### Work order
Present the following data again exactly as it is shown.

### Supplied records
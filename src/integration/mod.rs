//! Point-of-interest integration.
//!
//! - [`Integrator`] — projects POI coordinates onto the nearest edge and
//!   materializes them as network nodes (splitting edges as needed)
//! - [`PoiBinding`] — the resulting POI-to-node association
//! - [`verify_bindings`] — post-integration connectivity validation

mod integrator;

pub use integrator::{verify_bindings, IntegrationError, Integrator, PoiBinding};
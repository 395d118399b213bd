//! 题库后端的请求/响应结构

use serde::{Deserialize, Serialize};

use crate::models::{Correctness, QuestionRecord, QuestionType};

/// 按题目 ID/内容搜索答案的结果
#[derive(Debug, Clone, Default, PartialEq, Serialize, Deserialize)]
pub struct SearchResult {
    pub found: bool,
    #[serde(default)]
    pub answer: Option<String>,
    #[serde(default)]
    pub source: Option<String>,
}

/// AI 生成答案的请求
#[derive(Debug, Clone, PartialEq)]
pub struct GenerationRequest {
    pub question_content: String,
    pub question_type: QuestionType,
    pub options: Vec<String>,
    /// 已确认错误的答案，作为反例
    pub attempted_answers: Vec<String>,
}

impl GenerationRequest {
    pub fn for_question(question: &QuestionRecord, excluded: Vec<String>) -> Self {
        Self {
            question_content: question.content.clone(),
            question_type: question.question_type,
            options: question.options.clone(),
            attempted_answers: excluded,
        }
    }
}

/// AI 生成的答案
#[derive(Debug, Clone, PartialEq, Deserialize)]
pub struct GeneratedAnswer {
    pub answer: String,
}

/// 后端是否已有该题的有效答案
#[derive(Debug, Clone, PartialEq, Serialize, Deserialize)]
#[serde(rename_all = "camelCase")]
pub struct ExistenceStatus {
    pub question_id: String,
    pub has_valid_answer: bool,
}

/// 上传原因
#[derive(Debug, Clone, Copy, PartialEq, Eq, Serialize, Deserialize)]
#[serde(rename_all = "snake_case")]
pub enum UploadReason {
    /// 后端还没有有效答案
    New,
    /// 后端的答案已被证明错误，需要重新学习
    Recorrection,
}

/// 上传条目
#[derive(Debug, Clone, PartialEq, Serialize, Deserialize)]
#[serde(rename_all = "camelCase")]
pub struct UploadItem {
    pub question_id: String,
    #[serde(rename = "type")]
    pub question_type: QuestionType,
    pub question_content: String,
    pub options: Vec<String>,
    #[serde(skip_serializing_if = "Option::is_none")]
    pub answer: Option<String>,
    pub correctness: Correctness,
    pub reason: UploadReason,
}

impl UploadItem {
    pub fn from_record(record: &QuestionRecord, reason: UploadReason) -> Self {
        Self {
            question_id: record.id.clone(),
            question_type: record.question_type,
            question_content: record.content.clone(),
            options: record.options.clone(),
            answer: record.submitted_answer.clone(),
            correctness: record.correctness,
            reason,
        }
    }
}

/// 上传请求体
#[derive(Debug, Clone, PartialEq, Serialize)]
#[serde(rename_all = "camelCase")]
pub struct UploadPayload {
    pub assignment_id: String,
    pub platform: String,
    pub source: String,
    pub items: Vec<UploadItem>,
}

/// 上传结果
#[derive(Debug, Clone, Default, PartialEq, Serialize, Deserialize)]
#[serde(rename_all = "camelCase")]
pub struct UploadReceipt {
    #[serde(default)]
    pub new_count: usize,
    #[serde(default)]
    pub updated_count: usize,
    #[serde(default)]
    pub new_question_ids: Vec<String>,
    /// 因后端已有正确答案而跳过的数量（本地统计）
    #[serde(default)]
    pub skipped_count: usize,
}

### Your response
filename src/integration/mod.rs
//! Point-of-interest integration.
//!
//! - [`Integrator`] — projects POI coordinates onto the nearest edge and
//!   materializes them as network nodes (splitting edges as needed)
//! - [`PoiBinding`] — the resulting POI-to-node association
//! - [`verify_bindings`] — post-integration connectivity validation

mod integrator;

pub use integrator::{verify_bindings, IntegrationError, Integrator, PoiBinding};
repository 395d118399b213bd
//! 题库后端的请求/响应结构

use serde::{Deserialize, Serialize};

use crate::models::{Correctness, QuestionRecord, QuestionType};

/// 按题目 ID/内容搜索答案的结果
#[derive(Debug, Clone, Default, PartialEq, Serialize, Deserialize)]
pub struct SearchResult {
    pub found: bool,
    #[serde(default)]
    pub answer: Option<String>,
    #[serde(default)]
    pub source: Option<String>,
}

/// AI 生成答案的请求
#[derive(Debug, Clone, PartialEq)]
pub struct GenerationRequest {
    pub question_content: String,
    pub question_type: QuestionType,
    pub options: Vec<String>,
    /// 已确认错误的答案，作为反例
    pub attempted_answers: Vec<String>,
}

impl GenerationRequest {
    pub fn for_question(question: &QuestionRecord, excluded: Vec<String>) -> Self {
        Self {
            question_content: question.content.clone(),
            question_type: question.question_type,
            options: question.options.clone(),
            attempted_answers: excluded,
        }
    }
}

/// AI 生成的答案
#[derive(Debug, Clone, PartialEq, Deserialize)]
pub struct GeneratedAnswer {
    pub answer: String,
}

/// 后端是否已有该题的有效答案
#[derive(Debug, Clone, PartialEq, Serialize, Deserialize)]
#[serde(rename_all = "camelCase")]
pub struct ExistenceStatus {
    pub question_id: String,
    pub has_valid_answer: bool,
}

/// 上传原因
#[derive(Debug, Clone, Copy, PartialEq, Eq, Serialize, Deserialize)]
#[serde(rename_all = "snake_case")]
pub enum UploadReason {
    /// 后端还没有有效答案
    New,
    /// 后端的答案已被证明错误，需要重新学习
    Recorrection,
}

/// 上传条目
#[derive(Debug, Clone, PartialEq, Serialize, Deserialize)]
#[serde(rename_all = "camelCase")]
pub struct UploadItem {
    pub question_id: String,
    #[serde(rename = "type")]
    pub question_type: QuestionType,
    pub question_content: String,
    pub options: Vec<String>,
    #[serde(skip_serializing_if = "Option::is_none")]
    pub answer: Option<String>,
    pub correctness: Correctness,
    pub reason: UploadReason,
}

impl UploadItem {
    pub fn from_record(record: &QuestionRecord, reason: UploadReason) -> Self {
        Self {
            question_id: record.id.clone(),
            question_type: record.question_type,
            question_content: record.content.clone(),
            options: record.options.clone(),
            answer: record.submitted_answer.clone(),
            correctness: record.correctness,
            reason,
        }
    }
}

/// 上传请求体
#[derive(Debug, Clone, PartialEq, Serialize)]
#[serde(rename_all = "camelCase")]
pub struct UploadPayload {
    pub assignment_id: String,
    pub platform: String,
    pub source: String,
    pub items: Vec<UploadItem>,
}

/// 上传结果
#[derive(Debug, Clone, Default, PartialEq, Serialize, Deserialize)]
#[serde(rename_all = "camelCase")]
pub struct UploadReceipt {
    #[serde(default)]
    pub new_count: usize,
    #[serde(default)]
    pub updated_count: usize,
    #[serde(default)]
    pub new_question_ids: Vec<String>,
    /// 因后端已有正确答案而跳过的数量（本地统计）
    #[serde(default)]
    pub skipped_count: usize,
}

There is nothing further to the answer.